La Iglesia está enferma, la Iglesia ha sido atacada por dentro.
La Iglesia está enferma de la misma enfermedad de que enfermó la Sinagoga.
El mundo va pareciéndose cada día más al mundo al cual bajó el Hijo de Dios doloroso: tanto en la Iglesia como fuera de ella. Paganismo y fariseísmo.
No digo que haya defectado en la Fe, que haya de fallar en la Fe, pues posee contra eso la infalible prome­sa divina.
Pero Pedro pecó tres veces contra la caridad; y Caifás profetizó criminalmente a pesar suyo. Y así será en el fin.

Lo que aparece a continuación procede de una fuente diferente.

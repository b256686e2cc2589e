//! Client-side checks run before an account is submitted.
//!
//! Advisory only: the server decides whether an account is accepted. The
//! check exists so obviously unsupported payloads fail without a round trip.

use thiserror::Error;

use crate::types::AccountData;

/// ISO 3166-1 alpha-2 codes the accounts API accepts.
pub const SUPPORTED_COUNTRIES: [&str; 23] = [
    "GB", "AU", "BE", "CA", "DK", "FO", "GL", "EE", "FI", "FR", "DE", "GR", "HK", "IE", "IT", "LU", "NL", "PL",
    "PT", "ES", "SE", "CH", "US",
];

#[derive(Debug, Clone, PartialEq, Eq, Error)]
pub enum ValidationError {
    #[error("invalid body, attributes is missing")]
    MissingAttributes,

    #[error("invalid country, country is missing")]
    MissingCountry,

    #[error("invalid country {0}")]
    UnsupportedCountry(String),
}

pub fn is_supported_country(code: &str) -> bool {
    SUPPORTED_COUNTRIES.contains(&code)
}

/// Check that the payload carries attributes with a supported country.
pub fn validate_account(body: &AccountData) -> Result<(), ValidationError> {
    let attributes = body.data.attributes.as_ref().ok_or(ValidationError::MissingAttributes)?;
    let country = attributes.country.as_deref().ok_or(ValidationError::MissingCountry)?;
    if !is_supported_country(country) {
        return Err(ValidationError::UnsupportedCountry(country.to_string()));
    }
    Ok(())
}
//! Domain DTOs for the accounts API.
//!
//! # Design
//! These types mirror the external API's wire format. Field names follow the
//! server's snake_case JSON. Everything the server may omit is an `Option`
//! and is skipped on serialization, so a payload built client-side carries
//! only what the caller set. Banking fields are passed through opaquely.

use serde::{Deserialize, Deserializer, Serialize};

/// Value of the `type` tag on every account resource.
pub const ACCOUNT_TYPE: &str = "accounts";

/// A single account resource.
#[derive(Debug, Clone, Serialize, Deserialize, PartialEq, Eq)]
pub struct Account {
    pub id: String,
    pub organisation_id: String,
    #[serde(rename = "type")]
    pub kind: String,
    /// Server-side version; must match on delete.
    #[serde(default, skip_serializing_if = "Option::is_none")]
    pub version: Option<i64>,
    #[serde(default, skip_serializing_if = "Option::is_none")]
    pub attributes: Option<AccountAttributes>,
    #[serde(default, skip_serializing_if = "Option::is_none")]
    pub created_on: Option<String>,
    #[serde(default, skip_serializing_if = "Option::is_none")]
    pub modified_on: Option<String>,
}

impl Account {
    /// A fresh account of type `accounts` with version 0, ready to submit.
    pub fn new(id: impl Into<String>, organisation_id: impl Into<String>, attributes: AccountAttributes) -> Self {
        Self {
            id: id.into(),
            organisation_id: organisation_id.into(),
            kind: ACCOUNT_TYPE.to_string(),
            version: Some(0),
            attributes: Some(attributes),
            created_on: None,
            modified_on: None,
        }
    }
}

#[derive(Debug, Clone, Default, Serialize, Deserialize, PartialEq, Eq)]
pub struct AccountAttributes {
    #[serde(default, skip_serializing_if = "Option::is_none")]
    pub account_classification: Option<String>,
    #[serde(default, skip_serializing_if = "Option::is_none")]
    pub account_matching_opt_out: Option<bool>,
    #[serde(default, skip_serializing_if = "Option::is_none")]
    pub account_number: Option<String>,
    #[serde(default, skip_serializing_if = "Option::is_none")]
    pub alternative_names: Option<Vec<String>>,
    #[serde(default, skip_serializing_if = "Option::is_none")]
    pub bank_id: Option<String>,
    #[serde(default, skip_serializing_if = "Option::is_none")]
    pub bank_id_code: Option<String>,
    #[serde(default, skip_serializing_if = "Option::is_none")]
    pub base_currency: Option<String>,
    #[serde(default, skip_serializing_if = "Option::is_none")]
    pub bic: Option<String>,
    /// ISO 3166-1 alpha-2 code. Checked by `validate_account` before create.
    #[serde(default, skip_serializing_if = "Option::is_none")]
    pub country: Option<String>,
    #[serde(default, skip_serializing_if = "Option::is_none")]
    pub iban: Option<String>,
    #[serde(default, skip_serializing_if = "Option::is_none")]
    pub joint_account: Option<bool>,
    /// Account holder names, in order. The server sends `null` when unset.
    #[serde(default, deserialize_with = "null_as_empty")]
    pub name: Vec<String>,
    #[serde(default, skip_serializing_if = "Option::is_none")]
    pub secondary_identification: Option<String>,
    #[serde(default, skip_serializing_if = "Option::is_none")]
    pub status: Option<String>,
    #[serde(default, skip_serializing_if = "Option::is_none")]
    pub switched: Option<bool>,
}

/// Single-account envelope: `{"data": Account}`.
#[derive(Debug, Clone, Serialize, Deserialize, PartialEq, Eq)]
pub struct AccountData {
    pub data: Account,
}

/// List envelope: `{"data": [Account, ...]}`.
#[derive(Debug, Clone, Serialize, Deserialize, PartialEq, Eq)]
pub struct AccountsData {
    #[serde(default)]
    pub data: Vec<Account>,
}

fn null_as_empty<'de, D>(deserializer: D) -> Result<Vec<String>, D::Error>
where
    D: Deserializer<'de>,
{
    Ok(Option::<Vec<String>>::deserialize(deserializer)?.unwrap_or_default())
}

/// Body of `GET /v1/health`.
#[derive(Debug, Clone, Serialize, Deserialize, PartialEq, Eq)]
pub struct HealthStatus {
    pub status: String,
}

Y cuando un enfermo dice que él está enfermo no hay que dudar, porque él siente su enfermedad.
Y él siente su enfermedad, porque cada una de sus células se siente pertenecer a un cuerpo que anda mal. Y la mayoría de las células no pueden decirlo.
Pero algunas pueden decirlo. Y ésas son las células nerviosas. ¡Desdichadas células nerviosas!
¡Infelices células nerviosas, cuyo único oficio es tras­mitir al cerebro y dende a todo el cuerpo, que el cuerpo anda mal!
Y si no trasmiten, están muertas. Para ellas vale más morir que no trasmitir.
Los Signos se han cumplido. He aquí lo que yo ten­go que trasmitir so pena de muerte interna. Los Signos se han cumplido.

Leonardo Castellani, “los papeles de Benjamín Benavides”, Capítulo 1 “los Signos”.